Conhecidos na Grande Curitiba, os mais de mil craques que participam da 2.ª Copa Tribuna de Futebol Society vivem uma rotina puxada de treinamentos em todas as centenas de escolinhas de futebol da cidade.

Exemplo disso, a Tcheco Mania de Bola – escola dirigida pelo pai do jogador Tcheco (Grêmio), que idealizou o torneio curitibano – conta com um time de profissionais capacitados que não dá moleza aos mais de 100 alunos que treinam três vezes por semana.

Coordenador da escola, Gabardo, que tem uma experiência de mais de 20 anos com futebol, com passagem pelo Paraná Clube, onde treinou craques como Tcheco, Ricardinho (hoje na Catar), Paulo Rink (ídolo do Atlético) quando eles ainda nem eram promessas, contou ao Paraná-Online sobre os desafios de atuar numa área com crianças e jovens que sonham brilhar nos gramados de campos de futebol de times profissionais.
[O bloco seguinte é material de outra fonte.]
//! Injectable time source for sync throttling and record timestamps

use chrono::NaiveDateTime;
use std::sync::{Arc, RwLock};

/// Time source used wherever the engine needs the current instant
///
/// Injecting the clock keeps throttling decisions and created-at stamps
/// deterministic under test.
pub trait Clock: Send + Sync {
    /// The current instant
    fn now(&self) -> NaiveDateTime;
}

/// Production clock backed by the system time
#[derive(Debug, Clone, Default)]
pub struct SystemClock;

impl Clock for SystemClock {
    fn now(&self) -> NaiveDateTime {
        chrono::Utc::now().naive_utc()
    }
}

/// Manually controlled clock for tests
#[derive(Debug, Clone)]
pub struct ManualClock {
    now: Arc<RwLock<NaiveDateTime>>,
}

impl ManualClock {
    /// Create a clock frozen at the given instant
    pub fn new(start: NaiveDateTime) -> Self {
        Self {
            now: Arc::new(RwLock::new(start)),
        }
    }

    /// Jump the clock to a specific instant
    pub fn set(&self, at: NaiveDateTime) {
        *self.now.write().unwrap() = at;
    }

    /// Move the clock forward
    pub fn advance(&self, by: chrono::Duration) {
        let mut guard = self.now.write().unwrap();
        *guard = *guard + by;
    }
}

impl Clock for ManualClock {
    fn now(&self) -> NaiveDateTime {
        *self.now.read().unwrap()
    }
}
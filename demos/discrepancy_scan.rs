//! Fleet-wide discrepancy scanning example

use bigdecimal::BigDecimal;
use chrono::NaiveDate;
use reconcile_core::utils::{MemoryStore, ScriptedBankFeed};
use reconcile_core::{
    AllocationLedger, BankTransaction, BankTxSide, BankTxStatus, Direction, LedgerTransaction,
    LinkSelection, MatchingOrchestrator,
};

fn settled(day: u32) -> chrono::NaiveDateTime {
    NaiveDate::from_ymd_opt(2024, 2, day)
        .unwrap()
        .and_hms_opt(12, 0, 0)
        .unwrap()
}

#[tokio::main]
async fn main() -> Result<(), Box<dyn std::error::Error>> {
    println!("🕵️ Reconcile Core - Discrepancy Scan\n");

    let store = MemoryStore::new();
    store.put_ledger_transaction(LedgerTransaction::new(
        "inv-2001".to_string(),
        Direction::Income,
        BigDecimal::from(2400),
        "approved".to_string(),
    ));
    store.put_ledger_transaction(LedgerTransaction::new(
        "bill-2002".to_string(),
        Direction::Expense,
        BigDecimal::from(780),
        "approved".to_string(),
    ));
    store.put_ledger_transaction(LedgerTransaction::new(
        "bill-2003".to_string(),
        Direction::Expense,
        BigDecimal::from(120),
        "approved".to_string(),
    ));

    let mut feed = ScriptedBankFeed::new();
    feed.push_batch(vec![
        BankTransaction::new(
            "stmt-a".to_string(),
            BigDecimal::from(2400),
            BankTxSide::Credit,
            settled(3),
            BankTxStatus::Completed,
            "CLIENT PAYMENT INV 2001".to_string(),
        ),
        BankTransaction::new(
            "stmt-b".to_string(),
            BigDecimal::from(700),
            BankTxSide::Debit,
            settled(5),
            BankTxStatus::Completed,
            "OFFICE LEASE FEB".to_string(),
        ),
    ]);

    let mut orchestrator =
        MatchingOrchestrator::new(store.clone(), store.clone(), store.clone(), feed);
    orchestrator.sync_bank_feed().await?;

    // 1. Reconcile the invoice cleanly through the batch API
    println!("🔗 Linking inv-2001 to its client payment...");
    let outcome = orchestrator
        .commit_links(
            "inv-2001",
            &[LinkSelection {
                bank_tx_external_id: "stmt-a".to_string(),
                amount: None,
            }],
            "demo",
        )
        .await?;
    println!("  ✓ State: {:?}\n", outcome.state);

    // 2. Import a stale allocation below the batch API, the way a legacy
    // migration would: 700 linked against a 780 bill
    println!("📦 Importing a legacy link for bill-2002 (700 of 780)...");
    let mut allocations = AllocationLedger::new(store.clone());
    let bill = LedgerTransaction::new(
        "bill-2002".to_string(),
        Direction::Expense,
        BigDecimal::from(780),
        "approved".to_string(),
    );
    let lease_row = BankTransaction::new(
        "stmt-b".to_string(),
        BigDecimal::from(700),
        BankTxSide::Debit,
        settled(5),
        BankTxStatus::Completed,
        "OFFICE LEASE FEB".to_string(),
    );
    allocations
        .create_link(&bill, &lease_row, BigDecimal::from(-700), "migration")
        .await?;
    println!("  ✓ Link written without batch validation\n");

    // 3. Scan the whole fleet
    println!("🔍 Scanning for discrepancies...");
    let discrepancies = orchestrator.find_discrepancies().await?;
    if discrepancies.is_empty() {
        println!("  ✅ Every linked transaction adds up");
    } else {
        for discrepancy in &discrepancies {
            println!(
                "  ❌ {}: expected {}, allocated {} (off by {})",
                discrepancy.ledger_tx.id,
                discrepancy.expected_amount,
                discrepancy.actual_allocated,
                discrepancy.difference
            );
            for issue in &discrepancy.direction_issues {
                println!("     - {}", issue);
            }
        }
    }
    println!();

    // 4. Contrast the three per-transaction states
    println!("📋 Per-transaction states:");
    for id in ["inv-2001", "bill-2002", "bill-2003"] {
        let status = orchestrator.get_validation_status(id).await?;
        println!(
            "  {} -> {:?} ({} of {} allocated across {} links)",
            id, status.state, status.actual, status.expected, status.link_count
        );
    }
    println!("  (bill-2003 has no links, so the scan never visits it)");

    println!("\n🎉 Example completed successfully!");
    Ok(())
}
//! Scripted bank feed client for testing

use async_trait::async_trait;
use chrono::NaiveDateTime;
use std::collections::VecDeque;

use crate::traits::BankFeedClient;
use crate::types::*;

/// Bank feed client that replays canned responses, for testing and development
///
/// Each fetch consumes the next queued batch or failure; an exhausted queue
/// returns an empty batch. The incremental `since` hint is ignored, which is
/// a legal implementation of the client contract.
pub struct ScriptedBankFeed {
    responses: VecDeque<ReconResult<Vec<BankTransaction>>>,
    connectivity_ok: bool,
}

impl ScriptedBankFeed {
    /// Create a new scripted feed with an empty queue
    pub fn new() -> Self {
        Self {
            responses: VecDeque::new(),
            connectivity_ok: true,
        }
    }

    /// Queue a successful batch
    pub fn push_batch(&mut self, batch: Vec<BankTransaction>) {
        self.responses.push_back(Ok(batch));
    }

    /// Queue an upstream failure
    pub fn push_failure(&mut self, message: &str) {
        self.responses
            .push_back(Err(ReconError::ExternalService(message.to_string())));
    }

    /// Control what the connectivity test reports
    pub fn set_connectivity(&mut self, ok: bool) {
        self.connectivity_ok = ok;
    }
}

impl Default for ScriptedBankFeed {
    fn default() -> Self {
        Self::new()
    }
}

#[async_trait]
impl BankFeedClient for ScriptedBankFeed {
    async fn fetch_transactions(
        &mut self,
        _since: Option<NaiveDateTime>,
    ) -> ReconResult<Vec<BankTransaction>> {
        match self.responses.pop_front() {
            Some(response) => response,
            None => Ok(Vec::new()),
        }
    }

    async fn test_connection(&self) -> ReconResult<()> {
        if self.connectivity_ok {
            Ok(())
        } else {
            Err(ReconError::ExternalService(
                "bank feed unreachable".to_string(),
            ))
        }
    }
}
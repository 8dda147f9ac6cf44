//! # thesis-core
//!
//! Domain layer containing entities, value objects, repository traits, and the
//! approval/eligibility rules of the thesis workflow.
//! This crate has zero dependencies on infrastructure (database, web framework, etc.).

pub mod eligibility;
pub mod entities;
pub mod error;
pub mod traits;
pub mod value_objects;

// Re-export commonly used types at crate root
pub use eligibility::ThesisEligibility;
pub use entities::{
    Account, Administrator, ApprovalRecord, DefenseRegistration, DefenseOverview, FacultyMember,
    NewsItem, NewsWithAuthor, Student, Thesis, ThesisOverview,
};
pub use error::DomainError;
pub use traits::{
    AccountRepository, ApprovalRepository, DefenseRepository, ListQuery, NewsRepository,
    RepoResult, ThesisRepository,
};
pub use value_objects::{AccountRole, AdvisorRole, DefenseStatus, ExaminerSlot, ThesisStatus};
//! # thesis-api
//!
//! REST API server built with Axum framework.

pub mod extractors;
pub mod handlers;
pub mod middleware;
pub mod response;
pub mod routes;
pub mod server;
pub mod state;

pub use server::run;
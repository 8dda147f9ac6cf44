//! JWT utilities for authentication
//!
//! Provides token encoding, decoding, and validation using the `jsonwebtoken` crate.
//! A single bearer token carries the account ID and its role; there is no
//! refresh token, clients re-authenticate when the token lapses.

use chrono::{Duration, Utc};
use jsonwebtoken::{decode, encode, DecodingKey, EncodingKey, Header, Validation};
use serde::{Deserialize, Serialize};
use thesis_core::AccountRole;
use uuid::Uuid;

use crate::error::AppError;

/// JWT claims structure
#[derive(Debug, Clone, Serialize, Deserialize)]
pub struct Claims {
    /// Subject (account ID)
    pub sub: String,
    /// Account role ("admin", "faculty", "student")
    pub role: AccountRole,
    /// Issued at (Unix timestamp)
    pub iat: i64,
    /// Expiration time (Unix timestamp)
    pub exp: i64,
}

impl Claims {
    /// Get the account ID as a Uuid
    ///
    /// # Errors
    /// Returns an error if the subject is not a valid UUID
    pub fn account_id(&self) -> Result<Uuid, AppError> {
        self.sub.parse().map_err(|_| AppError::InvalidToken)
    }

    /// Check if the token is expired
    #[must_use]
    pub fn is_expired(&self) -> bool {
        Utc::now().timestamp() > self.exp
    }
}

/// Issued bearer token with its validity window
#[derive(Debug, Clone, Serialize, Deserialize)]
pub struct AuthToken {
    pub access_token: String,
    pub token_type: String,
    pub expires_in: i64,
}

/// JWT service for encoding and decoding tokens
#[derive(Clone)]
pub struct JwtService {
    encoding_key: EncodingKey,
    decoding_key: DecodingKey,
    token_expiry: i64,
}

impl JwtService {
    /// Create a new JWT service with the given secret and expiry
    #[must_use]
    pub fn new(secret: &str, token_expiry: i64) -> Self {
        Self {
            encoding_key: EncodingKey::from_secret(secret.as_bytes()),
            decoding_key: DecodingKey::from_secret(secret.as_bytes()),
            token_expiry,
        }
    }

    /// Issue a bearer token for an account
    ///
    /// # Errors
    /// Returns an error if token encoding fails
    pub fn issue_token(&self, account_id: Uuid, role: AccountRole) -> Result<AuthToken, AppError> {
        let now = Utc::now();
        let claims = Claims {
            sub: account_id.to_string(),
            role,
            iat: now.timestamp(),
            exp: (now + Duration::seconds(self.token_expiry)).timestamp(),
        };

        let access_token = encode(&Header::default(), &claims, &self.encoding_key)
            .map_err(|_| AppError::Internal(anyhow::anyhow!("Failed to encode JWT")))?;

        Ok(AuthToken {
            access_token,
            token_type: "Bearer".to_string(),
            expires_in: self.token_expiry,
        })
    }

    /// Decode and validate a JWT token
    ///
    /// # Errors
    /// Returns an error if the token is invalid or expired
    pub fn decode_token(&self, token: &str) -> Result<Claims, AppError> {
        let validation = Validation::default();

        let token_data = decode::<Claims>(token, &self.decoding_key, &validation).map_err(|e| {
            match e.kind() {
                jsonwebtoken::errors::ErrorKind::ExpiredSignature => AppError::TokenExpired,
                _ => AppError::InvalidToken,
            }
        })?;

        Ok(token_data.claims)
    }
}

impl std::fmt::Debug for JwtService {
    fn fmt(&self, f: &mut std::fmt::Formatter<'_>) -> std::fmt::Result {
        f.debug_struct("JwtService")
            .field("token_expiry", &self.token_expiry)
            .finish_non_exhaustive()
    }
}

#[cfg(test)]
mod tests {
    use super::*;

    fn create_test_service() -> JwtService {
        JwtService::new("test-secret-key-that-is-long-enough", 86400)
    }

    #[test]
    fn test_issue_token() {
        let service = create_test_service();
        let id = Uuid::new_v4();

        let token = service.issue_token(id, AccountRole::Student).unwrap();

        assert!(!token.access_token.is_empty());
        assert_eq!(token.token_type, "Bearer");
        assert_eq!(token.expires_in, 86400);
    }

    #[test]
    fn test_decode_token() {
        let service = create_test_service();
        let id = Uuid::new_v4();

        let token = service.issue_token(id, AccountRole::Faculty).unwrap();
        let claims = service.decode_token(&token.access_token).unwrap();

        assert_eq!(claims.account_id().unwrap(), id);
        assert_eq!(claims.role, AccountRole::Faculty);
        assert!(!claims.is_expired());
    }

    #[test]
    fn test_invalid_token() {
        let service = create_test_service();

        let result = service.decode_token("invalid.token.here");
        assert!(matches!(result, Err(AppError::InvalidToken)));
    }

    #[test]
    fn test_token_from_other_secret_rejected() {
        let service = create_test_service();
        let other = JwtService::new("a-completely-different-secret-key", 86400);

        let token = other
            .issue_token(Uuid::new_v4(), AccountRole::Administrator)
            .unwrap();
        let result = service.decode_token(&token.access_token);
        assert!(matches!(result, Err(AppError::InvalidToken)));
    }

    #[test]
    fn test_claims_account_id_rejects_garbage() {
        let claims = Claims {
            sub: "not-a-uuid".to_string(),
            role: AccountRole::Student,
            iat: 0,
            exp: i64::MAX,
        };
        assert!(claims.account_id().is_err());
    }
}
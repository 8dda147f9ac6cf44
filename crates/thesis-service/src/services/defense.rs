//! Defense service
//!
//! Registration behind the eligibility gate, administrator scheduling with
//! the status transition table, and examiner note submission.

use chrono::Utc;
use tracing::{info, instrument};
use uuid::Uuid;
use validator::Validate;

use thesis_core::{
    DefenseRegistration, DefenseStatus, DomainError, ExaminerSlot, ThesisEligibility,
};

use crate::dto::{
    DefenseOverviewResponse, DefenseResponse, SubmitExaminerNoteRequest, UpdateDefenseRequest,
};

use super::context::ServiceContext;
use super::error::{ServiceError, ServiceResult};
use super::list_query;

/// Defense registration service
pub struct DefenseService<'a> {
    ctx: &'a ServiceContext,
}

impl<'a> DefenseService<'a> {
    /// Create a new DefenseService
    pub fn new(ctx: &'a ServiceContext) -> Self {
        Self { ctx }
    }

    /// Register the student for the defense.
    ///
    /// Checks run in a fixed order so the client always sees the same
    /// failure for the same state: no thesis (404), already registered
    /// (409), then advisors not both approved (412). The partial unique
    /// index on (student, thesis) backstops the duplicate check against
    /// concurrent registrations.
    #[instrument(skip(self))]
    pub async fn register(&self, student_id: Uuid) -> ServiceResult<DefenseResponse> {
        let thesis = self
            .ctx
            .thesis_repo()
            .find_by_student(student_id)
            .await?
            .ok_or(DomainError::ThesisNotFound)?;

        if self
            .ctx
            .defense_repo()
            .exists_for(student_id, thesis.id)
            .await?
        {
            return Err(DomainError::DuplicateRegistration.into());
        }

        let records = self.ctx.approval_repo().find_by_student(student_id).await?;
        if !ThesisEligibility::from_records(&records).both_approved() {
            return Err(DomainError::NotEligibleForDefense.into());
        }

        let defense = DefenseRegistration::new(Uuid::new_v4(), student_id, thesis.id);
        self.ctx.defense_repo().create(&defense).await?;

        info!(defense_id = %defense.id, student_id = %student_id, "Defense registration created");
        Ok(DefenseResponse::from(&defense))
    }

    /// The student's own registration
    #[instrument(skip(self))]
    pub async fn my_defense(&self, student_id: Uuid) -> ServiceResult<DefenseResponse> {
        let defense = self
            .ctx
            .defense_repo()
            .find_by_student(student_id)
            .await?
            .ok_or_else(|| {
                ServiceError::not_found("Defense registration", student_id.to_string())
            })?;
        Ok(DefenseResponse::from(&defense))
    }

    /// Get a registration by ID
    #[instrument(skip(self))]
    pub async fn get_defense(&self, id: Uuid) -> ServiceResult<DefenseResponse> {
        let defense = self
            .ctx
            .defense_repo()
            .find_by_id(id)
            .await?
            .ok_or(DomainError::DefenseNotFound(id))?;
        Ok(DefenseResponse::from(&defense))
    }

    /// Administrator update: status transition, schedule, and examiner
    /// assignment.
    #[instrument(skip(self, request))]
    pub async fn update_defense(
        &self,
        id: Uuid,
        request: UpdateDefenseRequest,
    ) -> ServiceResult<DefenseResponse> {
        request.validate()?;

        let mut defense = self
            .ctx
            .defense_repo()
            .find_by_id(id)
            .await?
            .ok_or(DomainError::DefenseNotFound(id))?;

        if let Some(status) = request.status.as_deref() {
            let next = DefenseStatus::parse(status).ok_or_else(|| {
                ServiceError::validation(format!("Unknown defense status: {status}"))
            })?;
            if !defense.status.can_transition_to(next) {
                return Err(DomainError::InvalidStatusTransition {
                    from: defense.status,
                    to: next,
                }
                .into());
            }
            defense.status = next;
        }

        if let Some(scheduled_at) = request.scheduled_at {
            defense.scheduled_at = Some(scheduled_at);
        }

        if request.examiner1_id.is_some() || request.examiner2_id.is_some() {
            let examiner1 = request.examiner1_id.or(defense.examiner1_id);
            let examiner2 = request.examiner2_id.or(defense.examiner2_id);
            if examiner1.is_some() && examiner1 == examiner2 {
                return Err(ServiceError::validation(
                    "A faculty member cannot hold both examiner slots",
                ));
            }
            for examiner_id in [request.examiner1_id, request.examiner2_id]
                .into_iter()
                .flatten()
            {
                self.ctx
                    .account_repo()
                    .find_faculty(examiner_id)
                    .await?
                    .ok_or(DomainError::FacultyNotFound(examiner_id))?;
            }
            defense.examiner1_id = examiner1;
            defense.examiner2_id = examiner2;
        }

        defense.updated_at = Utc::now();
        self.ctx.defense_repo().update(&defense).await?;

        info!(defense_id = %id, status = %defense.status, "Defense registration updated");
        Ok(DefenseResponse::from(&defense))
    }

    /// An assigned examiner submits (or rewrites) their note.
    ///
    /// The slot is derived from the registration; notes are the only
    /// field an examiner may touch. Status transitions stay with the
    /// administrator.
    #[instrument(skip(self, request))]
    pub async fn submit_examiner_note(
        &self,
        defense_id: Uuid,
        faculty_id: Uuid,
        request: SubmitExaminerNoteRequest,
    ) -> ServiceResult<DefenseResponse> {
        request.validate()?;

        let mut defense = self
            .ctx
            .defense_repo()
            .find_by_id(defense_id)
            .await?
            .ok_or(DomainError::DefenseNotFound(defense_id))?;

        let slot = defense
            .examiner_slot_of(faculty_id)
            .ok_or(DomainError::NotAssignedExaminer)?;
        match slot {
            ExaminerSlot::Examiner1 => defense.examiner1_note = Some(request.note),
            ExaminerSlot::Examiner2 => defense.examiner2_note = Some(request.note),
        }

        defense.updated_at = Utc::now();
        self.ctx.defense_repo().update(&defense).await?;

        info!(defense_id = %defense_id, slot = %slot, "Examiner note recorded");
        Ok(DefenseResponse::from(&defense))
    }

    /// Registrations where the faculty member is an assigned examiner
    #[instrument(skip(self))]
    pub async fn defenses_for_examiner(
        &self,
        faculty_id: Uuid,
    ) -> ServiceResult<Vec<DefenseOverviewResponse>> {
        let overviews = self.ctx.defense_repo().find_by_examiner(faculty_id).await?;
        Ok(overviews
            .iter()
            .map(DefenseOverviewResponse::from)
            .collect())
    }

    /// List registrations for the administrator, optionally by status
    #[instrument(skip(self))]
    pub async fn list_defenses(
        &self,
        page: i64,
        limit: i64,
        search: Option<String>,
        status: Option<String>,
        show_deleted: bool,
    ) -> ServiceResult<(Vec<DefenseOverviewResponse>, i64)> {
        let status = match status.as_deref() {
            Some(s) => Some(DefenseStatus::parse(s).ok_or_else(|| {
                ServiceError::validation(format!("Unknown defense status: {s}"))
            })?),
            None => None,
        };
        let query = list_query(page, limit, search, show_deleted);
        let (overviews, total) = self.ctx.defense_repo().list(&query, status).await?;
        Ok((
            overviews
                .iter()
                .map(DefenseOverviewResponse::from)
                .collect(),
            total,
        ))
    }

    /// Soft delete a registration
    #[instrument(skip(self))]
    pub async fn delete_defense(&self, id: Uuid) -> ServiceResult<()> {
        self.ctx.defense_repo().delete(id).await?;
        info!(defense_id = %id, "Defense registration deleted");
        Ok(())
    }
}
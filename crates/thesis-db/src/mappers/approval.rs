//! Approval record entity <-> model mapper

use thesis_core::entities::ApprovalRecord;
use thesis_core::value_objects::AdvisorRole;

use crate::models::ApprovalModel;

/// Convert advisor role column to the enum, tolerating unknown values
pub fn parse_advisor_role(role: &str) -> AdvisorRole {
    AdvisorRole::parse(role).unwrap_or(AdvisorRole::Advisor1)
}

impl From<ApprovalModel> for ApprovalRecord {
    fn from(model: ApprovalModel) -> Self {
        ApprovalRecord {
            id: model.id,
            student_id: model.student_id,
            faculty_id: model.faculty_id,
            role: parse_advisor_role(&model.role),
            decision: model.decision,
            note: model.note,
            created_at: model.created_at,
            updated_at: model.updated_at,
        }
    }
}
//! Thesis database models

use chrono::{DateTime, Utc};
use sqlx::FromRow;
use uuid::Uuid;

/// Database model for the theses table
#[derive(Debug, Clone, FromRow)]
pub struct ThesisModel {
    pub id: Uuid,
    pub student_id: Uuid,
    pub title: String,
    pub status: String,
    pub payment_proof: Option<String>,
    pub payment_note: Option<String>,
    pub advisor1_id: Option<Uuid>,
    pub advisor2_id: Option<Uuid>,
    pub created_at: DateTime<Utc>,
    pub updated_at: DateTime<Utc>,
    pub deleted_at: Option<DateTime<Utc>>,
}

/// Thesis row joined with student and advisor names
#[derive(Debug, Clone, FromRow)]
pub struct ThesisOverviewModel {
    #[sqlx(flatten)]
    pub thesis: ThesisModel,
    pub student_name: String,
    pub student_nim: String,
    pub advisor1_name: Option<String>,
    pub advisor2_name: Option<String>,
}
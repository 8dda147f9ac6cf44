//! Thesis handlers
//!
//! Student-facing thesis and payment proof endpoints plus the
//! administrator's thesis management.

use axum::{
    body::Bytes,
    extract::{Path, State},
    http::{header, HeaderMap},
    response::{IntoResponse, Response},
    Json,
};
use uuid::Uuid;

use thesis_service::{
    ApiResponse, EligibilityResponse, PaginatedResponse, ThesisOverviewResponse, ThesisResponse,
    ThesisService, UpdateThesisRequest,
};

use crate::extractors::{AdminUser, FacultyUser, PageParams, StudentUser, ValidatedJson};
use crate::response::{ApiError, ApiResult, NoContent};
use crate::state::AppState;

/// Content type served for a stored proof key, from its extension
fn proof_content_type(key: &str) -> &'static str {
    match key.rsplit('.').next() {
        Some("jpg") | Some("jpeg") => "image/jpeg",
        Some("png") => "image/png",
        Some("pdf") => "application/pdf",
        _ => "application/octet-stream",
    }
}

/// Get the calling student's thesis
///
/// GET /me/thesis
pub async fn my_thesis(
    State(state): State<AppState>,
    StudentUser(auth): StudentUser,
) -> ApiResult<Json<ApiResponse<ThesisResponse>>> {
    let service = ThesisService::new(state.service_context());
    let response = service.my_thesis(auth.account_id).await?;
    Ok(Json(ApiResponse::new("Thesis retrieved", response)))
}

/// Get the calling student's derived eligibility
///
/// GET /me/eligibility
pub async fn my_eligibility(
    State(state): State<AppState>,
    StudentUser(auth): StudentUser,
) -> ApiResult<Json<ApiResponse<EligibilityResponse>>> {
    let service = ThesisService::new(state.service_context());
    let response = service.my_eligibility(auth.account_id).await?;
    Ok(Json(ApiResponse::new("Eligibility retrieved", response)))
}

/// Upload (or replace) the payment proof; creates the thesis on first call
///
/// POST /me/thesis/payment-proof
pub async fn upload_payment_proof(
    State(state): State<AppState>,
    StudentUser(auth): StudentUser,
    headers: HeaderMap,
    body: Bytes,
) -> ApiResult<Json<ApiResponse<ThesisResponse>>> {
    let max_bytes = u64::from(state.config().storage.max_file_size_mb) * 1024 * 1024;
    if body.len() as u64 > max_bytes {
        return Err(ApiError::PayloadTooLarge);
    }

    let content_type = headers
        .get(header::CONTENT_TYPE)
        .and_then(|v| v.to_str().ok())
        .ok_or_else(|| ApiError::invalid_query("Missing Content-Type header"))?
        .to_string();

    let service = ThesisService::new(state.service_context());
    let response = service
        .upload_payment_proof(auth.account_id, &content_type, body.to_vec())
        .await?;
    Ok(Json(ApiResponse::new("Payment proof uploaded", response)))
}

/// Download the payment proof of a thesis
///
/// GET /theses/{thesis_id}/payment-proof
pub async fn download_payment_proof(
    State(state): State<AppState>,
    _admin: AdminUser,
    Path(thesis_id): Path<Uuid>,
) -> ApiResult<Response> {
    let service = ThesisService::new(state.service_context());
    let (key, data) = service.payment_proof(thesis_id).await?;

    let headers = [
        (header::CONTENT_TYPE, proof_content_type(&key).to_string()),
        (
            header::CONTENT_DISPOSITION,
            format!("attachment; filename=\"{key}\""),
        ),
    ];
    Ok((headers, data).into_response())
}

/// List theses
///
/// GET /theses
pub async fn list_theses(
    State(state): State<AppState>,
    _admin: AdminUser,
    params: PageParams,
) -> ApiResult<Json<PaginatedResponse<ThesisOverviewResponse>>> {
    let service = ThesisService::new(state.service_context());
    let (theses, total) = service
        .list_theses(
            params.page,
            params.limit,
            params.search,
            params.status,
            params.show_deleted,
        )
        .await?;
    Ok(Json(PaginatedResponse::new(
        "Theses retrieved",
        theses,
        total,
        params.page,
        params.limit,
    )))
}

/// Get a thesis by ID
///
/// GET /theses/{thesis_id}
pub async fn get_thesis(
    State(state): State<AppState>,
    _admin: AdminUser,
    Path(thesis_id): Path<Uuid>,
) -> ApiResult<Json<ApiResponse<ThesisResponse>>> {
    let service = ThesisService::new(state.service_context());
    let response = service.get_thesis(thesis_id).await?;
    Ok(Json(ApiResponse::new("Thesis retrieved", response)))
}

/// Update a thesis (title, status, payment note, advisors)
///
/// PATCH /theses/{thesis_id}
pub async fn update_thesis(
    State(state): State<AppState>,
    _admin: AdminUser,
    Path(thesis_id): Path<Uuid>,
    ValidatedJson(request): ValidatedJson<UpdateThesisRequest>,
) -> ApiResult<Json<ApiResponse<ThesisResponse>>> {
    let service = ThesisService::new(state.service_context());
    let response = service.update_thesis(thesis_id, request).await?;
    Ok(Json(ApiResponse::new("Thesis updated", response)))
}

/// Soft delete a thesis
///
/// DELETE /theses/{thesis_id}
pub async fn delete_thesis(
    State(state): State<AppState>,
    _admin: AdminUser,
    Path(thesis_id): Path<Uuid>,
) -> ApiResult<NoContent> {
    let service = ThesisService::new(state.service_context());
    service.delete_thesis(thesis_id).await?;
    Ok(NoContent)
}

/// Theses where the calling faculty member holds an advisor slot
///
/// GET /me/advisees
pub async fn my_advisees(
    State(state): State<AppState>,
    FacultyUser(auth): FacultyUser,
) -> ApiResult<Json<ApiResponse<Vec<ThesisOverviewResponse>>>> {
    let service = ThesisService::new(state.service_context());
    let response = service.theses_for_advisor(auth.account_id).await?;
    Ok(Json(ApiResponse::new("Advisee theses retrieved", response)))
}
Para Gabardo, antes de tudo, é preciso formar um cidadão, depois o atleta. “Deixamos claro aos pais que, se o filho tiver potencial, nós vamos encaminhar ele para fazer um teste em um clube profissional. Mas, é preciso conscientizar os futuros atletas que às vezes o futebol é muito ingrato”, revelou o técnico, que disse dar exemplos da carreira de craques como Cafu, que foi reprovado em mais de 20 testes no São Paulo, mas chegou à glória devido à sua persistência.

Suando a camisa

Nos treinos diários com os pequenos craques da Copa Tribuna de Futebol Society, Gabardo falou que é preciso realizar atividades direcionadas a cada uma das seis categorias do campeonato.

“Com os menores (sub-7 e 9) trabalhamos mais a parte de fundamentos do futebol, com brincadeiras que ensinam como se livrar do marcador, por exemplo. Já a partir da categoria sub-11, os treinos são técnicos, físicos e táticos para adquirir maior resistência”, contou ele.

Como nem tudo são flores, Gabardo destacou a importância de uma boa conversa. “No final dos treinos, procuramos os jogadores e damos um feedback coletivo de tudo o que trabalhamos no dia, destacando os pontos positivos e negativos de cada um”, disse.

Depois de tanto esforço nos treinamentos, é hora de ir pro jogo, onde a cobrança continua. Ou melhor, é ainda mais puxada. Para conquistar as vitórias os jogadores suam a camisa e se desgastam dentro de quadra, enquanto os técnicos suam do lado de fora e, muitas vezes, acabam sem voz para comemorar.